Mais alguns dias se passaram e sua visão melhorou um pouco. Logo depois, entretanto, percebeu que, apesar de ela não estar mais embaçada, tudo que ela via estava com uma cor esmaecida, apesar de nítida. Numa conversa com sua prima, a Maria, confessou o que estava acontecendo. Qual não foi sua surpresa, quando essa anunciou que, com ela, estava acontecendo exatamente a mesma coisa. Coisas embaçadas, melhorando, depois a cor se esvaindo, tudo indo para o branco e preto. Coisa estranha, muito estranha era essa sim. Será que, além da visão se esvair, elas estavam tendo uma alucinação coletiva?
Mais duas semanas se passaram e a Maria passou na casa da Genoveva, muito assustada. Aos poucos, tinha ficado sabendo que mais gente estava ficando assim, vendo tudo sem cores. E começou a citar os nomes. Só aí que notaram o óbvio. Todas as pessoas, agora já eram onze, eram da mesma família. Isso não fazia sentido, não tinha lógica nenhuma.
Marcaram uma reunião na casa do Inácio, pois ele tinha um grande quintal atrás de casa, com varanda e tudo. Sábado à tarde, lá estavam todos reunidos, discutindo o assunto. Cada um explicava o que via, o que sentia. Nem precisava, era tudo a mesma coisa. Inácio, então, reparou que, assim que alguém terminava de falar, essa pessoa parecia ficar estática, parada. E o branco e preto virava sépia. Um a um, todos eles. Ele foi a último a falar. Mas parecia estar falando para ninguém. Todos estavam parados, olhando para ele, como ses estivessem tirando uma fotografia. A cena toda parecia um grande retrato em cor sépia.

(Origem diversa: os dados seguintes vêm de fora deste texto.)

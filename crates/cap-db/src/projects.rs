//! Projects repository
//!
//! Table: projects

use async_trait::async_trait;
use chrono::{DateTime, Utc};
use cap_core::traits::Id;
use cap_core::types::ProjectPhase;
use cap_models::Project;
use cap_store::{ProjectStore, StoreError, StoreResult};
use sqlx::{FromRow, PgPool};

use crate::db_err;

#[derive(Debug, Clone, FromRow)]
struct ProjectRow {
    id: i64,
    title: String,
    abstract_text: String,
    author_id: i64,
    student_ids: Vec<i64>,
    supervisor_id: Option<i64>,
    required_skills: Vec<String>,
    phase: String,
    created_at: DateTime<Utc>,
    updated_at: DateTime<Utc>,
}

impl TryFrom<ProjectRow> for Project {
    type Error = StoreError;

    fn try_from(row: ProjectRow) -> Result<Self, Self::Error> {
        let phase = ProjectPhase::parse(&row.phase)
            .ok_or_else(|| StoreError::Database(format!("unknown project phase {:?}", row.phase)))?;
        Ok(Project {
            id: Some(row.id),
            title: row.title,
            abstract_text: row.abstract_text,
            author_id: row.author_id,
            student_ids: row.student_ids,
            supervisor_id: row.supervisor_id,
            required_skills: row.required_skills,
            phase,
            created_at: Some(row.created_at),
            updated_at: Some(row.updated_at),
        })
    }
}

pub struct PgProjectStore {
    pool: PgPool,
}

impl PgProjectStore {
    pub fn new(pool: PgPool) -> Self {
        Self { pool }
    }
}

#[async_trait]
impl ProjectStore for PgProjectStore {
    async fn insert(&self, project: Project) -> StoreResult<Project> {
        let row = sqlx::query_as::<_, ProjectRow>(
            r#"
            INSERT INTO projects
                (title, abstract_text, author_id, student_ids, supervisor_id,
                 required_skills, phase)
            VALUES ($1, $2, $3, $4, $5, $6, $7)
            RETURNING id, title, abstract_text, author_id, student_ids,
                      supervisor_id, required_skills, phase, created_at, updated_at
            "#,
        )
        .bind(&project.title)
        .bind(&project.abstract_text)
        .bind(project.author_id)
        .bind(&project.student_ids)
        .bind(project.supervisor_id)
        .bind(&project.required_skills)
        .bind(project.phase.as_str())
        .fetch_one(&self.pool)
        .await
        .map_err(db_err)?;

        row.try_into()
    }

    async fn find(&self, id: Id) -> StoreResult<Option<Project>> {
        let row = sqlx::query_as::<_, ProjectRow>(
            r#"
            SELECT id, title, abstract_text, author_id, student_ids,
                   supervisor_id, required_skills, phase, created_at, updated_at
            FROM projects
            WHERE id = $1
            "#,
        )
        .bind(id)
        .fetch_optional(&self.pool)
        .await
        .map_err(db_err)?;

        row.map(Project::try_from).transpose()
    }

    async fn list(&self) -> StoreResult<Vec<Project>> {
        let rows = sqlx::query_as::<_, ProjectRow>(
            r#"
            SELECT id, title, abstract_text, author_id, student_ids,
                   supervisor_id, required_skills, phase, created_at, updated_at
            FROM projects
            ORDER BY id
            "#,
        )
        .fetch_all(&self.pool)
        .await
        .map_err(db_err)?;

        rows.into_iter().map(Project::try_from).collect()
    }

    async fn set_phase(
        &self,
        id: Id,
        expected: ProjectPhase,
        next: ProjectPhase,
    ) -> StoreResult<bool> {
        let result = sqlx::query(
            r#"
            UPDATE projects
            SET phase = $3, updated_at = NOW()
            WHERE id = $1 AND phase = $2
            "#,
        )
        .bind(id)
        .bind(expected.as_str())
        .bind(next.as_str())
        .execute(&self.pool)
        .await
        .map_err(db_err)?;

        Ok(result.rows_affected() == 1)
    }

    async fn assign_supervisor(&self, id: Id, supervisor_id: Id) -> StoreResult<bool> {
        let result = sqlx::query(
            r#"
            UPDATE projects
            SET supervisor_id = $2, updated_at = NOW()
            WHERE id = $1 AND supervisor_id IS NULL
            "#,
        )
        .bind(id)
        .bind(supervisor_id)
        .execute(&self.pool)
        .await
        .map_err(db_err)?;

        Ok(result.rows_affected() == 1)
    }

    async fn add_student(&self, id: Id, user_id: Id) -> StoreResult<()> {
        sqlx::query(
            r#"
            UPDATE projects
            SET student_ids = array_append(student_ids, $2), updated_at = NOW()
            WHERE id = $1 AND NOT (student_ids @> ARRAY[$2]::BIGINT[])
            "#,
        )
        .bind(id)
        .bind(user_id)
        .execute(&self.pool)
        .await
        .map_err(db_err)?;

        Ok(())
    }

    async fn remove_student(&self, id: Id, user_id: Id) -> StoreResult<()> {
        sqlx::query(
            r#"
            UPDATE projects
            SET student_ids = array_remove(student_ids, $2), updated_at = NOW()
            WHERE id = $1
            "#,
        )
        .bind(id)
        .bind(user_id)
        .execute(&self.pool)
        .await
        .map_err(db_err)?;

        Ok(())
    }
}
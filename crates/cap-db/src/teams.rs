//! Team members repository
//!
//! Table: team_members

use async_trait::async_trait;
use chrono::{DateTime, Utc};
use cap_core::traits::Id;
use cap_core::types::{MembershipStatus, TeamRole};
use cap_models::TeamMember;
use cap_store::{StoreError, StoreResult, TeamMemberStore};
use sqlx::{FromRow, PgPool};

use crate::db_err;

#[derive(Debug, Clone, FromRow)]
struct MemberRow {
    id: i64,
    project_id: i64,
    user_id: i64,
    role: String,
    status: String,
    invite_message: Option<String>,
    joined_at: Option<DateTime<Utc>>,
    created_at: DateTime<Utc>,
    updated_at: DateTime<Utc>,
}

fn parse_role(role: &str) -> Result<TeamRole, StoreError> {
    match role {
        "leader" => Ok(TeamRole::Leader),
        "member" => Ok(TeamRole::Member),
        other => Err(StoreError::Database(format!("unknown team role {:?}", other))),
    }
}

fn parse_status(status: &str) -> Result<MembershipStatus, StoreError> {
    match status {
        "invited" => Ok(MembershipStatus::Invited),
        "active" => Ok(MembershipStatus::Active),
        "left" => Ok(MembershipStatus::Left),
        other => Err(StoreError::Database(format!(
            "unknown membership status {:?}",
            other
        ))),
    }
}

fn role_str(role: TeamRole) -> &'static str {
    match role {
        TeamRole::Leader => "leader",
        TeamRole::Member => "member",
    }
}

impl TryFrom<MemberRow> for TeamMember {
    type Error = StoreError;

    fn try_from(row: MemberRow) -> Result<Self, Self::Error> {
        Ok(TeamMember {
            id: Some(row.id),
            project_id: row.project_id,
            user_id: row.user_id,
            role: parse_role(&row.role)?,
            status: parse_status(&row.status)?,
            invite_message: row.invite_message,
            joined_at: row.joined_at,
            created_at: Some(row.created_at),
            updated_at: Some(row.updated_at),
        })
    }
}

pub struct PgTeamMemberStore {
    pool: PgPool,
}

impl PgTeamMemberStore {
    pub fn new(pool: PgPool) -> Self {
        Self { pool }
    }
}

#[async_trait]
impl TeamMemberStore for PgTeamMemberStore {
    async fn insert(&self, member: TeamMember) -> StoreResult<TeamMember> {
        let row = sqlx::query_as::<_, MemberRow>(
            r#"
            INSERT INTO team_members
                (project_id, user_id, role, status, invite_message, joined_at)
            VALUES ($1, $2, $3, $4, $5, $6)
            RETURNING id, project_id, user_id, role, status, invite_message,
                      joined_at, created_at, updated_at
            "#,
        )
        .bind(member.project_id)
        .bind(member.user_id)
        .bind(role_str(member.role))
        .bind(member.status.as_str())
        .bind(&member.invite_message)
        .bind(member.joined_at)
        .fetch_one(&self.pool)
        .await
        .map_err(db_err)?;

        row.try_into()
    }

    async fn find(&self, id: Id) -> StoreResult<Option<TeamMember>> {
        let row = sqlx::query_as::<_, MemberRow>(
            r#"
            SELECT id, project_id, user_id, role, status, invite_message,
                   joined_at, created_at, updated_at
            FROM team_members
            WHERE id = $1
            "#,
        )
        .bind(id)
        .fetch_optional(&self.pool)
        .await
        .map_err(db_err)?;

        row.map(TeamMember::try_from).transpose()
    }

    async fn find_current(
        &self,
        project_id: Id,
        user_id: Id,
    ) -> StoreResult<Option<TeamMember>> {
        let row = sqlx::query_as::<_, MemberRow>(
            r#"
            SELECT id, project_id, user_id, role, status, invite_message,
                   joined_at, created_at, updated_at
            FROM team_members
            WHERE project_id = $1 AND user_id = $2 AND status != 'left'
            LIMIT 1
            "#,
        )
        .bind(project_id)
        .bind(user_id)
        .fetch_optional(&self.pool)
        .await
        .map_err(db_err)?;

        row.map(TeamMember::try_from).transpose()
    }

    async fn set_status(
        &self,
        id: Id,
        expected: MembershipStatus,
        next: MembershipStatus,
        joined_at: Option<DateTime<Utc>>,
    ) -> StoreResult<bool> {
        let result = sqlx::query(
            r#"
            UPDATE team_members
            SET status = $3, joined_at = COALESCE($4, joined_at), updated_at = NOW()
            WHERE id = $1 AND status = $2
            "#,
        )
        .bind(id)
        .bind(expected.as_str())
        .bind(next.as_str())
        .bind(joined_at)
        .execute(&self.pool)
        .await
        .map_err(db_err)?;

        Ok(result.rows_affected() == 1)
    }

    async fn delete(&self, id: Id) -> StoreResult<bool> {
        let result = sqlx::query("DELETE FROM team_members WHERE id = $1")
            .bind(id)
            .execute(&self.pool)
            .await
            .map_err(db_err)?;

        Ok(result.rows_affected() == 1)
    }
}
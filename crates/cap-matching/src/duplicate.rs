//! Duplicate-abstract detection
//!
//! Jaccard similarity over token sets: lowercase, punctuation stripped to
//! whitespace, tokens of length <= 2 dropped. The corpus check is advisory
//! only; it never blocks a submission by itself.

use std::collections::HashSet;

use cap_core::traits::Id;
use once_cell::sync::Lazy;
use regex::Regex;
use serde::Serialize;

static NON_ALPHANUMERIC: Lazy<Regex> = Lazy::new(|| Regex::new(r"[^a-z0-9]+").unwrap());

/// Existing abstract to compare against
#[derive(Debug, Clone)]
pub struct CorpusEntry {
    pub project_id: Id,
    pub title: String,
    pub abstract_text: String,
}

/// One corpus entry at or above the similarity threshold
#[derive(Debug, Clone, Serialize)]
#[serde(rename_all = "camelCase")]
pub struct DuplicateMatch {
    pub project_id: Id,
    pub title: String,
    pub similarity: f64,
}

/// Result of checking a candidate abstract against the corpus
#[derive(Debug, Clone, Serialize)]
#[serde(rename_all = "camelCase")]
pub struct DuplicateReport {
    pub is_duplicate: bool,
    /// Entries at or above the threshold, most similar first
    pub matches: Vec<DuplicateMatch>,
    /// Highest similarity across the whole corpus, even below threshold
    pub highest_similarity: f64,
}

fn token_set(text: &str) -> HashSet<String> {
    NON_ALPHANUMERIC
        .split(&text.to_lowercase())
        .filter(|token| token.len() > 2)
        .map(str::to_string)
        .collect()
}

/// Jaccard similarity of two texts as a percentage, rounded to two decimals.
pub fn similarity(text_a: &str, text_b: &str) -> f64 {
    let set_a = token_set(text_a);
    let set_b = token_set(text_b);

    let union = set_a.union(&set_b).count();
    if union == 0 {
        return 0.0;
    }
    let intersection = set_a.intersection(&set_b).count();

    let percentage = 100.0 * intersection as f64 / union as f64;
    (percentage * 100.0).round() / 100.0
}

/// Compare `new_abstract` against every corpus entry.
///
/// Matches at or above `threshold` are collected most-similar first;
/// `highest_similarity` reports the best score seen regardless of threshold.
pub fn check_duplicate(new_abstract: &str, corpus: &[CorpusEntry], threshold: f64) -> DuplicateReport {
    let mut matches = Vec::new();
    let mut highest_similarity: f64 = 0.0;

    for entry in corpus {
        let score = similarity(new_abstract, &entry.abstract_text);
        highest_similarity = highest_similarity.max(score);
        if score >= threshold {
            matches.push(DuplicateMatch {
                project_id: entry.project_id,
                title: entry.title.clone(),
                similarity: score,
            });
        }
    }

    matches.sort_by(|a, b| {
        b.similarity
            .partial_cmp(&a.similarity)
            .unwrap_or(std::cmp::Ordering::Equal)
            .then(a.project_id.cmp(&b.project_id))
    });

    DuplicateReport {
        is_duplicate: !matches.is_empty(),
        matches,
        highest_similarity,
    }
}

#[cfg(test)]
mod tests {
    use super::*;

    fn entry(project_id: Id, abstract_text: &str) -> CorpusEntry {
        CorpusEntry {
            project_id,
            title: format!("Project {}", project_id),
            abstract_text: abstract_text.to_string(),
        }
    }

    #[test]
    fn test_similarity_symmetry() {
        let a = "Machine learning for medical imaging pipelines";
        let b = "Medical imaging with deep learning methods";
        assert_eq!(similarity(a, b), similarity(b, a));
    }

    #[test]
    fn test_self_similarity_is_full() {
        let text = "A compiler frontend for a dependently typed language";
        assert_eq!(similarity(text, text), 100.0);
    }

    #[test]
    fn test_empty_text_scores_zero() {
        assert_eq!(similarity("", "anything at all here"), 0.0);
        assert_eq!(similarity("", ""), 0.0);
    }

    #[test]
    fn test_short_tokens_and_punctuation_dropped() {
        // "a", "of", "to" are <= 2 chars; punctuation becomes whitespace
        assert_eq!(similarity("a of to!", "of a to?"), 0.0);
        assert_eq!(similarity("graph-based search", "graph based search"), 100.0);
    }

    #[test]
    fn test_sixty_percent_overlap() {
        // Union of 100 distinct tokens, 60 shared: 80 tokens each side,
        // tokens 20..80 in common.
        let words_a: Vec<String> = (0..80).map(|i| format!("tok{:03}", i)).collect();
        let words_b: Vec<String> = (20..100).map(|i| format!("tok{:03}", i)).collect();
        let sim = similarity(&words_a.join(" "), &words_b.join(" "));
        assert_eq!(sim, 60.0);

        let report = check_duplicate(&words_a.join(" "), &[entry(1, &words_b.join(" "))], 60.0);
        assert!(report.is_duplicate);
        assert_eq!(report.highest_similarity, 60.0);
    }

    #[test]
    fn test_check_collects_and_sorts_matches() {
        let candidate = "distributed key value store with raft consensus replication";
        let corpus = vec![
            entry(1, "distributed key value store with raft consensus replication"),
            entry(2, "distributed store with consensus"),
            entry(3, "compilers and type systems"),
        ];
        let report = check_duplicate(candidate, &corpus, 40.0);

        assert!(report.is_duplicate);
        assert_eq!(report.matches[0].project_id, 1);
        assert_eq!(report.matches[0].similarity, 100.0);
        assert!(report
            .matches
            .windows(2)
            .all(|pair| pair[0].similarity >= pair[1].similarity));
        assert_eq!(report.highest_similarity, 100.0);
    }

    #[test]
    fn test_highest_reported_below_threshold() {
        let report = check_duplicate(
            "streaming anomaly detection over sensor data",
            &[entry(9, "anomaly detection applied elsewhere entirely")],
            90.0,
        );
        assert!(!report.is_duplicate);
        assert!(report.matches.is_empty());
        assert!(report.highest_similarity > 0.0);
    }
}
//! Milestone tracker
//!
//! Records phase-scoped review state keyed by `(project_id, phase)`. The
//! tracker has no transition table of its own; it writes whatever the
//! workflow engine asks it to record.

use std::sync::Arc;

use chrono::Utc;
use cap_core::traits::Id;
use cap_core::types::{MilestoneStatus, ProjectPhase};
use cap_core::CoreResult;
use cap_models::ProjectMilestone;
use cap_store::MilestoneStore;

#[derive(Clone)]
pub struct MilestoneTracker {
    store: Arc<dyn MilestoneStore>,
}

impl MilestoneTracker {
    pub fn new(store: Arc<dyn MilestoneStore>) -> Self {
        Self { store }
    }

    /// Mark the milestone for a phase in progress, creating it if needed.
    pub async fn begin(&self, project_id: Id, phase: ProjectPhase) -> CoreResult<ProjectMilestone> {
        let milestone = match self.store.find(project_id, phase).await? {
            Some(mut existing) => {
                existing.status = MilestoneStatus::InProgress;
                existing
            }
            None => ProjectMilestone::begin(project_id, phase),
        };
        Ok(self.store.upsert(milestone).await?)
    }

    /// Record a completed review outcome for a phase.
    pub async fn complete(
        &self,
        project_id: Id,
        phase: ProjectPhase,
        reviewer_id: Option<Id>,
        feedback: Option<String>,
    ) -> CoreResult<ProjectMilestone> {
        self.finish(project_id, phase, MilestoneStatus::Completed, reviewer_id, feedback)
            .await
    }

    /// Record a rejected review outcome for a phase.
    pub async fn reject(
        &self,
        project_id: Id,
        phase: ProjectPhase,
        reviewer_id: Option<Id>,
        feedback: Option<String>,
    ) -> CoreResult<ProjectMilestone> {
        self.finish(project_id, phase, MilestoneStatus::Rejected, reviewer_id, feedback)
            .await
    }

    /// The phase's milestone, if one has been recorded.
    pub async fn find(
        &self,
        project_id: Id,
        phase: ProjectPhase,
    ) -> CoreResult<Option<ProjectMilestone>> {
        Ok(self.store.find(project_id, phase).await?)
    }

    pub async fn list(&self, project_id: Id) -> CoreResult<Vec<ProjectMilestone>> {
        Ok(self.store.list_for_project(project_id).await?)
    }

    async fn finish(
        &self,
        project_id: Id,
        phase: ProjectPhase,
        status: MilestoneStatus,
        reviewer_id: Option<Id>,
        feedback: Option<String>,
    ) -> CoreResult<ProjectMilestone> {
        let mut milestone = self
            .store
            .find(project_id, phase)
            .await?
            .unwrap_or_else(|| ProjectMilestone::begin(project_id, phase));

        milestone.status = status;
        milestone.reviewer_id = reviewer_id;
        milestone.feedback = feedback;
        milestone.completed_at = (status == MilestoneStatus::Completed).then(Utc::now);

        Ok(self.store.upsert(milestone).await?)
    }
}
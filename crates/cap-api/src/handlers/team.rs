//! Team formation handlers

use axum::{
    extract::{Path, Query, State},
    http::StatusCode,
    response::IntoResponse,
    Json,
};
use cap_collab::MatchResults;
use cap_core::traits::Id;
use cap_core::types::RespondAction;
use cap_models::TeamMember;
use serde::Deserialize;

use crate::error::ApiResult;
use crate::extractors::AuthPrincipal;
use crate::state::AppState;

#[derive(Debug, Deserialize, Default)]
#[serde(rename_all = "camelCase", default)]
pub struct MatchQuery {
    pub min_score: Option<u8>,
    pub limit: Option<usize>,
}

/// GET /api/v1/projects/:id/matches
pub async fn find_matches(
    State(state): State<AppState>,
    AuthPrincipal(_principal): AuthPrincipal,
    Path(id): Path<Id>,
    Query(query): Query<MatchQuery>,
) -> ApiResult<Json<MatchResults>> {
    let min_score = query.min_score.unwrap_or(state.config.matching.min_score);
    let limit = query.limit.unwrap_or(state.config.matching.suggestion_limit);
    let results = state.teams.find_matches(id, min_score, limit).await?;
    Ok(Json(results))
}

#[derive(Debug, Deserialize)]
#[serde(rename_all = "camelCase")]
pub struct InviteDto {
    pub user_id: Id,
    pub message: Option<String>,
}

/// POST /api/v1/projects/:id/invites
pub async fn invite(
    State(state): State<AppState>,
    AuthPrincipal(principal): AuthPrincipal,
    Path(id): Path<Id>,
    Json(dto): Json<InviteDto>,
) -> ApiResult<(StatusCode, Json<TeamMember>)> {
    let member = state
        .teams
        .invite(id, &principal, dto.user_id, dto.message)
        .await?;
    Ok((StatusCode::CREATED, Json(member)))
}

#[derive(Debug, Deserialize)]
#[serde(rename_all = "camelCase")]
pub struct InviteRespondDto {
    pub action: RespondAction,
}

/// POST /api/v1/invites/:id/respond
pub async fn respond(
    State(state): State<AppState>,
    AuthPrincipal(principal): AuthPrincipal,
    Path(id): Path<Id>,
    Json(dto): Json<InviteRespondDto>,
) -> ApiResult<impl IntoResponse> {
    let member = state.teams.respond(id, principal.id, dto.action).await?;
    Ok(match member {
        Some(member) => Json(member).into_response(),
        // Rejected invitations leave no trace.
        None => StatusCode::NO_CONTENT.into_response(),
    })
}

/// POST /api/v1/memberships/:id/leave
pub async fn leave(
    State(state): State<AppState>,
    AuthPrincipal(principal): AuthPrincipal,
    Path(id): Path<Id>,
) -> ApiResult<Json<TeamMember>> {
    let member = state.teams.leave(id, principal.id).await?;
    Ok(Json(member))
}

No seu escritório, lá no fundo da casa, muitas e muitas décadas depois, Roberto olhava fotos antigas. Mostrava para seu filho quem era quem. Contava para ele como seu bisavô, Inácio, gostava de tirar fotos, ou “retratos”, como se dizia antigamente. Quem contou isso para ele foi sua mãe, a Margarida. Disse ela que o Inácio fez um esforço enorme para comprar a melhor máquina fotográfica da época. Ele mesmo revelava os filmes.
Roberto, foi explicando para o garoto, Alberto Jr, quem era quem naquela foto com dez pessoas. Explicou que o lugar era uma antiga casa que não pertencia mais à família, mas que era perto dali. Lá estava a varanda. Cinco pessoas sentadas, cinco em pé, todos olhando para a câmera. Tinham um olhar entre surpresa e susto, misturados a uma meiguice que ele podia notar também em sua mãe. Foi aí que o Alberto Jr perguntou:
-Papai, e o seu bisavô Inácio, onde ele está?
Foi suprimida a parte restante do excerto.